**AVAILABLE DATA**
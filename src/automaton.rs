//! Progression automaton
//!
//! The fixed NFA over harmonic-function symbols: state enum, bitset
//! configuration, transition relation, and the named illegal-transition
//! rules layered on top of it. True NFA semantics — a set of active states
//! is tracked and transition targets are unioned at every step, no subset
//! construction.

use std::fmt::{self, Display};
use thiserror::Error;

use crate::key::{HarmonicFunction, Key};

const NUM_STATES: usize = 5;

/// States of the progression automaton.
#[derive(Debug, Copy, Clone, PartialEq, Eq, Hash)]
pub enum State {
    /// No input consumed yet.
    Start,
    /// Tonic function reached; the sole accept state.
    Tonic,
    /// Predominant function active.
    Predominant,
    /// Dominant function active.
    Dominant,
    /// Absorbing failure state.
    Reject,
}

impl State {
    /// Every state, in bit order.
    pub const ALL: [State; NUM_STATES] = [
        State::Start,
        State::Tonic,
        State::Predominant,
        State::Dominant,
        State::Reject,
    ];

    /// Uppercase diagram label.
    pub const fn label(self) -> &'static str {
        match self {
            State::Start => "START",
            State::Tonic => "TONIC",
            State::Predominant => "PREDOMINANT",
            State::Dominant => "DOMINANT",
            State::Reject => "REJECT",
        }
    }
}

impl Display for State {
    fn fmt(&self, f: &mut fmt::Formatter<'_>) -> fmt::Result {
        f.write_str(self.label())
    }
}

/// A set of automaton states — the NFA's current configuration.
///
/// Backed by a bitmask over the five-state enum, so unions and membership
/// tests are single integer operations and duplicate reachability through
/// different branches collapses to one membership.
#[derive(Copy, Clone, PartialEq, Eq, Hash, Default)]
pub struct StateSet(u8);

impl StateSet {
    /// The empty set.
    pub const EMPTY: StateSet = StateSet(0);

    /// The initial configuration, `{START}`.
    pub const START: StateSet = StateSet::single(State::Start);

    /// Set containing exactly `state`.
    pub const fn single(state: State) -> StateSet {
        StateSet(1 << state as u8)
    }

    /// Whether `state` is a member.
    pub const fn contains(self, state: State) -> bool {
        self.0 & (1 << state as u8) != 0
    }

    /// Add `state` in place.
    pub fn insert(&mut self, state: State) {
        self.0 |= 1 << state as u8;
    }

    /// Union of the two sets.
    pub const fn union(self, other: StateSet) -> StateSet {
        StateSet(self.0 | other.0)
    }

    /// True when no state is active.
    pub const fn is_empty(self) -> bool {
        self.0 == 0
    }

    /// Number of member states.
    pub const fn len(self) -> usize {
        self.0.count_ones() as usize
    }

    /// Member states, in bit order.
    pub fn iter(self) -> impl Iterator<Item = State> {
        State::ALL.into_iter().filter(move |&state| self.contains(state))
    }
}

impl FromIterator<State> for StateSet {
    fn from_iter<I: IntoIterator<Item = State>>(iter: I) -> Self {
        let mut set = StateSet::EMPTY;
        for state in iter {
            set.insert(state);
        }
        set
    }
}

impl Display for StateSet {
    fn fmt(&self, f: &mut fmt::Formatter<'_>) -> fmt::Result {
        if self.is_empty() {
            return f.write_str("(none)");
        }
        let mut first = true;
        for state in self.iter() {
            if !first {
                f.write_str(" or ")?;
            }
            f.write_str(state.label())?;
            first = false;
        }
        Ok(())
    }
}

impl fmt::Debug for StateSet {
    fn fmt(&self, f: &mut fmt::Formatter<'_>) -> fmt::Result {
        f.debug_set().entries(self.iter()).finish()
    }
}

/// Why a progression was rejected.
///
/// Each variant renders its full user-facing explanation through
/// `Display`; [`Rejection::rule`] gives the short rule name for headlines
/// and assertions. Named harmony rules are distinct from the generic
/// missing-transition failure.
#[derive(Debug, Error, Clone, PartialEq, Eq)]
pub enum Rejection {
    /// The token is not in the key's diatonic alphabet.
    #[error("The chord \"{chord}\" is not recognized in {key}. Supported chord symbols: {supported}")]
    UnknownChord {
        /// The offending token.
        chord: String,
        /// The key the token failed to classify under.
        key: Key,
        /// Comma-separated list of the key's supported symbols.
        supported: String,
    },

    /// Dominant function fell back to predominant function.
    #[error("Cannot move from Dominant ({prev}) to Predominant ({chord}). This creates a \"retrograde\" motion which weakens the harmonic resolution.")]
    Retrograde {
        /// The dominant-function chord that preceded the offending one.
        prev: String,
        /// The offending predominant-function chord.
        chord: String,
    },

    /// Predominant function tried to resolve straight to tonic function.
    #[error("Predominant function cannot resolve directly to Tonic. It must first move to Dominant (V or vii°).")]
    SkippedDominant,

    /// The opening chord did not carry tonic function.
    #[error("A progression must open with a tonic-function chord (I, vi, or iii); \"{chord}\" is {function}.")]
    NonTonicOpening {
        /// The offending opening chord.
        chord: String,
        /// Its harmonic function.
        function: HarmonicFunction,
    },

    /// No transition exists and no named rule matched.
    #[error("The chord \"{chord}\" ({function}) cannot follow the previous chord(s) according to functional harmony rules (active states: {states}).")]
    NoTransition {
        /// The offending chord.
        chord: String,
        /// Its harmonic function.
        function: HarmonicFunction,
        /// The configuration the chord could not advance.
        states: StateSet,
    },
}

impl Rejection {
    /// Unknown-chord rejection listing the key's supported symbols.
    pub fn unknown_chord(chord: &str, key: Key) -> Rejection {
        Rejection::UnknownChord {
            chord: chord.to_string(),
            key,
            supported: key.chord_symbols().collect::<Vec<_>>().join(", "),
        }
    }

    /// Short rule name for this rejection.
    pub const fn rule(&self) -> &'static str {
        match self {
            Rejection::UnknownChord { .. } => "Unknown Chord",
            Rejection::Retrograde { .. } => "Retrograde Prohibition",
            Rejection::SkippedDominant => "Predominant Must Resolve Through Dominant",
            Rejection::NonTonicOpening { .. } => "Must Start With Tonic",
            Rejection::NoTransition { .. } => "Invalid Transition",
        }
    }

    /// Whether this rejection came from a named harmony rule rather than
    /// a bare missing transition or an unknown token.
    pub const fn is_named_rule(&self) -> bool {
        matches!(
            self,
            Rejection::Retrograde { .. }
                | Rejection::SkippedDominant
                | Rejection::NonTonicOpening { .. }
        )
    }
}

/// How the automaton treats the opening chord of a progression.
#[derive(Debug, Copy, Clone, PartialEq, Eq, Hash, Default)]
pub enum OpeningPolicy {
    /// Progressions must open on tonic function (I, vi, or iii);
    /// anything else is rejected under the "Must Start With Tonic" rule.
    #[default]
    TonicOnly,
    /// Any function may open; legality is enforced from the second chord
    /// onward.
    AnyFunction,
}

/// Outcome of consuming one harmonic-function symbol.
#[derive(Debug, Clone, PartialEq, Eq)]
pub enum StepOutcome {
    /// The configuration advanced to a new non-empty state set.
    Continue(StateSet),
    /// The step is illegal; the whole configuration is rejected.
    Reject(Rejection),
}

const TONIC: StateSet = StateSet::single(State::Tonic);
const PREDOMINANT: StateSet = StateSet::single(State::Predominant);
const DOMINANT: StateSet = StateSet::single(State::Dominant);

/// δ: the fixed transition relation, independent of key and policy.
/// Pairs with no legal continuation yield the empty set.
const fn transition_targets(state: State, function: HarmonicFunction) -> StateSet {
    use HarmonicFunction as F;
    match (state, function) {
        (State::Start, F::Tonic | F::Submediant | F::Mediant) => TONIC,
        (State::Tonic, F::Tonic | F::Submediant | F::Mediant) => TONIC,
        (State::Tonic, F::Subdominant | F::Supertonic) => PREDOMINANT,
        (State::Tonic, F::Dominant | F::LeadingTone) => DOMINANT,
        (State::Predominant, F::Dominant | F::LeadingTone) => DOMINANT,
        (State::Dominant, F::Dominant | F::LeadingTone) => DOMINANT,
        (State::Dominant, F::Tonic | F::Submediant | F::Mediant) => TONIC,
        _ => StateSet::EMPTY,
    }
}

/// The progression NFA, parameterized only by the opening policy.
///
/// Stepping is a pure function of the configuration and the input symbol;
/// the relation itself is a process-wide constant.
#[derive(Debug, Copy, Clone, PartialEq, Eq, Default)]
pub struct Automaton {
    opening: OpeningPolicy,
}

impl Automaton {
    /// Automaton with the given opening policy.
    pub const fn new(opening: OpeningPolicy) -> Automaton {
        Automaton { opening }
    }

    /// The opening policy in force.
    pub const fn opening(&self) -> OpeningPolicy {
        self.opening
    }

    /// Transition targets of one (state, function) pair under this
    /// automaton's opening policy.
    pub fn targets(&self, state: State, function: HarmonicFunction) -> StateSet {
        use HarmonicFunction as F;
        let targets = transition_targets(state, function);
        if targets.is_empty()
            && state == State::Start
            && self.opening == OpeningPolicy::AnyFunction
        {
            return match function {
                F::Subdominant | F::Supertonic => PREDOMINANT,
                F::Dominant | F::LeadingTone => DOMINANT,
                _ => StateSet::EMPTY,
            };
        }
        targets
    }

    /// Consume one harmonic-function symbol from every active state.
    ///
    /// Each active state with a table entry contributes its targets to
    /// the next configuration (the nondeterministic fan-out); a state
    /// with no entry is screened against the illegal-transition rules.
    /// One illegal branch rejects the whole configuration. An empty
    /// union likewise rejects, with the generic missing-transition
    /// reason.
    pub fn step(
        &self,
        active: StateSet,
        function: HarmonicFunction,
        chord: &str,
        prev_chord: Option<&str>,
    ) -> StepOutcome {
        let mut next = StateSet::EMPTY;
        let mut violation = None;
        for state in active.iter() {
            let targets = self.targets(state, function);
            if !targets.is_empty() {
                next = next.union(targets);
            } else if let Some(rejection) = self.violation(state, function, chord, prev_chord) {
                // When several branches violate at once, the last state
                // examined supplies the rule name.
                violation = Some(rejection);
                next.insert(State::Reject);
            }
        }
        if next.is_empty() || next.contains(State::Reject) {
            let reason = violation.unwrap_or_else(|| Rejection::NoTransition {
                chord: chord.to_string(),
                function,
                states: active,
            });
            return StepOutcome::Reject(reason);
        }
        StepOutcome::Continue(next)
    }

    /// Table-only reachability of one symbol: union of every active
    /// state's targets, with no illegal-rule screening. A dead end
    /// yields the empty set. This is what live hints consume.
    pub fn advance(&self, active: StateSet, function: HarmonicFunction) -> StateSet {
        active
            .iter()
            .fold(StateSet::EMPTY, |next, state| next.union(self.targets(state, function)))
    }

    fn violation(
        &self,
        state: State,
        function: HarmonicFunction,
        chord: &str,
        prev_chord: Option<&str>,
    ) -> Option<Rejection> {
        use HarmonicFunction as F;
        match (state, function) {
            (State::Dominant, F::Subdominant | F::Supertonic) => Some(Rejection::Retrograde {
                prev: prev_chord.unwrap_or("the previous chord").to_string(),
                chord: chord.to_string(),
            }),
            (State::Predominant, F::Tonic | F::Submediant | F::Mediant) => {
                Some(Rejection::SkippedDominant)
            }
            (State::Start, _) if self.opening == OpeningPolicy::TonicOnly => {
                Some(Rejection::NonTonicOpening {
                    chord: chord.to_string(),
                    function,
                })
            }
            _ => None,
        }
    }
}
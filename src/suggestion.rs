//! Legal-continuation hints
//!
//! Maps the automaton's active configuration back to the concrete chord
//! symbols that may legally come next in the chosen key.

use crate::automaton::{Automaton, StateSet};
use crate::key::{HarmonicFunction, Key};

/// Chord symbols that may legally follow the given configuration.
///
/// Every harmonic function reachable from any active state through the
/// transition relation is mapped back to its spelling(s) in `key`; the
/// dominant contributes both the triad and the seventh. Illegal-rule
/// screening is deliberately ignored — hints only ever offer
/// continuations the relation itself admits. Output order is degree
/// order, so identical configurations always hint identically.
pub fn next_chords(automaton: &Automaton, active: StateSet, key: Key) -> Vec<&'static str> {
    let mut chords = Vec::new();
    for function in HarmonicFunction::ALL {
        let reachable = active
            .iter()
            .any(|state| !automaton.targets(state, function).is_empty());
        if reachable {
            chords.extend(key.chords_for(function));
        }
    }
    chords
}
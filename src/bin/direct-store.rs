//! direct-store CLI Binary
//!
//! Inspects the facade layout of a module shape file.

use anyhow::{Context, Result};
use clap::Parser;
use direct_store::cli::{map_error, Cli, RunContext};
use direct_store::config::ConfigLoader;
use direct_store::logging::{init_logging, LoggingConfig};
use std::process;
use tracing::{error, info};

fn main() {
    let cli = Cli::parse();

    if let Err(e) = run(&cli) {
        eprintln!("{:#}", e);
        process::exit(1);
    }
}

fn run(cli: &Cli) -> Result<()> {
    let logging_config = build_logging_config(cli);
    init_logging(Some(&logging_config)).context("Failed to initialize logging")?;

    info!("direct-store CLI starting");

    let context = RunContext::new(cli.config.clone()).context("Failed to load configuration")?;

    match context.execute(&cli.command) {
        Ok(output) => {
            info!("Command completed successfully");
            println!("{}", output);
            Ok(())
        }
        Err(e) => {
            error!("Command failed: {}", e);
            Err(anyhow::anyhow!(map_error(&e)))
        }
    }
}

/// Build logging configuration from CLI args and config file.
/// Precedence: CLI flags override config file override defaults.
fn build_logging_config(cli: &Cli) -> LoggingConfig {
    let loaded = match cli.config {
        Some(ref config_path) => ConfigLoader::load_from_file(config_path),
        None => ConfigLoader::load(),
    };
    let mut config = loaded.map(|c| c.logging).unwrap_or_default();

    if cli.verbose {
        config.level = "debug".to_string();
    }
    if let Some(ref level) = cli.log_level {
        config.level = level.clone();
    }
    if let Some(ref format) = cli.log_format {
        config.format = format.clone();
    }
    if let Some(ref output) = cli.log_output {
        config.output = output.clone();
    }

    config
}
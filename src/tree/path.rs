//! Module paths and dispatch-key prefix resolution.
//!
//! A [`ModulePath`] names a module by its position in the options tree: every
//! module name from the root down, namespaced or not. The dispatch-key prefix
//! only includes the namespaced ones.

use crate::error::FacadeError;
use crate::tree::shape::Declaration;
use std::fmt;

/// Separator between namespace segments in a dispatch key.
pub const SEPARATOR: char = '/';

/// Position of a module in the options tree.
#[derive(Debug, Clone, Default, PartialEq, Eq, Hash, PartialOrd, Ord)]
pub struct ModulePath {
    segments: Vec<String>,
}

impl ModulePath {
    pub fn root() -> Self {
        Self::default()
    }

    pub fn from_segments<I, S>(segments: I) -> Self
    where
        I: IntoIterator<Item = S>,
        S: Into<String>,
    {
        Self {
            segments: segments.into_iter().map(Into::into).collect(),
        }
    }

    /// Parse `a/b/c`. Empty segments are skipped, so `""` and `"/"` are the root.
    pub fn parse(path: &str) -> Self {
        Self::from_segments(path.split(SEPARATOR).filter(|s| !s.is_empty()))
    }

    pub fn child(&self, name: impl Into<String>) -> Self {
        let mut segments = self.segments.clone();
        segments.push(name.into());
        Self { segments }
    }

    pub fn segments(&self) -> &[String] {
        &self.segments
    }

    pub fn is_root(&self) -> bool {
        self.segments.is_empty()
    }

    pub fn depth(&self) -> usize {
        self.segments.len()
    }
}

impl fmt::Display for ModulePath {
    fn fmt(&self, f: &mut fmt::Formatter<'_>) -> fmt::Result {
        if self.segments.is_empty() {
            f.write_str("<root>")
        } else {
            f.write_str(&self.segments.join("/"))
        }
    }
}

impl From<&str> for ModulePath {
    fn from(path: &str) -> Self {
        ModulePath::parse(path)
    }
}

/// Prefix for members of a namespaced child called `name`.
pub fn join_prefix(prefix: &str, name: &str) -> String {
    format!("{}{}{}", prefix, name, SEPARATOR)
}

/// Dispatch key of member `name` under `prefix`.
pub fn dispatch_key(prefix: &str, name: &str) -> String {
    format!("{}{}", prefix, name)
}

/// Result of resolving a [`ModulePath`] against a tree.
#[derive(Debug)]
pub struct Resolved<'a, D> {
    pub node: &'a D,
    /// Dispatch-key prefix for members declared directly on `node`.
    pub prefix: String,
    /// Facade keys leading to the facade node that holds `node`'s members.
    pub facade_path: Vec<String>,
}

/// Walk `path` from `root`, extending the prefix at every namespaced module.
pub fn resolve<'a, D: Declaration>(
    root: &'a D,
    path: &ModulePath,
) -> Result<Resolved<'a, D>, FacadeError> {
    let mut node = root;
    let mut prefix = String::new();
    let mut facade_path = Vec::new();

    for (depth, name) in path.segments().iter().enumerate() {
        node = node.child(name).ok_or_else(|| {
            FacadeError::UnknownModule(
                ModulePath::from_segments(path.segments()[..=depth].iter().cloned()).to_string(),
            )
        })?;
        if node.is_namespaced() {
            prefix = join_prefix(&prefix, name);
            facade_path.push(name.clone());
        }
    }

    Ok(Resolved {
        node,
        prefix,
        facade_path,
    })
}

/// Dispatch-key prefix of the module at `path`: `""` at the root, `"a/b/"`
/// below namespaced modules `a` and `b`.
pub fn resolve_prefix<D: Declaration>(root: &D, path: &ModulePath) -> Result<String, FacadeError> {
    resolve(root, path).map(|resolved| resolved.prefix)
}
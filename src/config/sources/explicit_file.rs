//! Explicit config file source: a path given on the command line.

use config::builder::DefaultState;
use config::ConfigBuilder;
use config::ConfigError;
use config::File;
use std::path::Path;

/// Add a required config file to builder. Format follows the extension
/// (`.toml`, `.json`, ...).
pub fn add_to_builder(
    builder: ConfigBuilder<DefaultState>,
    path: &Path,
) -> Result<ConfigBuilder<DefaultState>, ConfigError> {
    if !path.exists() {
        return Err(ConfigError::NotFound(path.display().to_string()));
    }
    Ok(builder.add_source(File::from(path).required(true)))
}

**ACTIVITY**
Please count the lines of the entries above that include "tree" and give only the total.

**RESULT**
5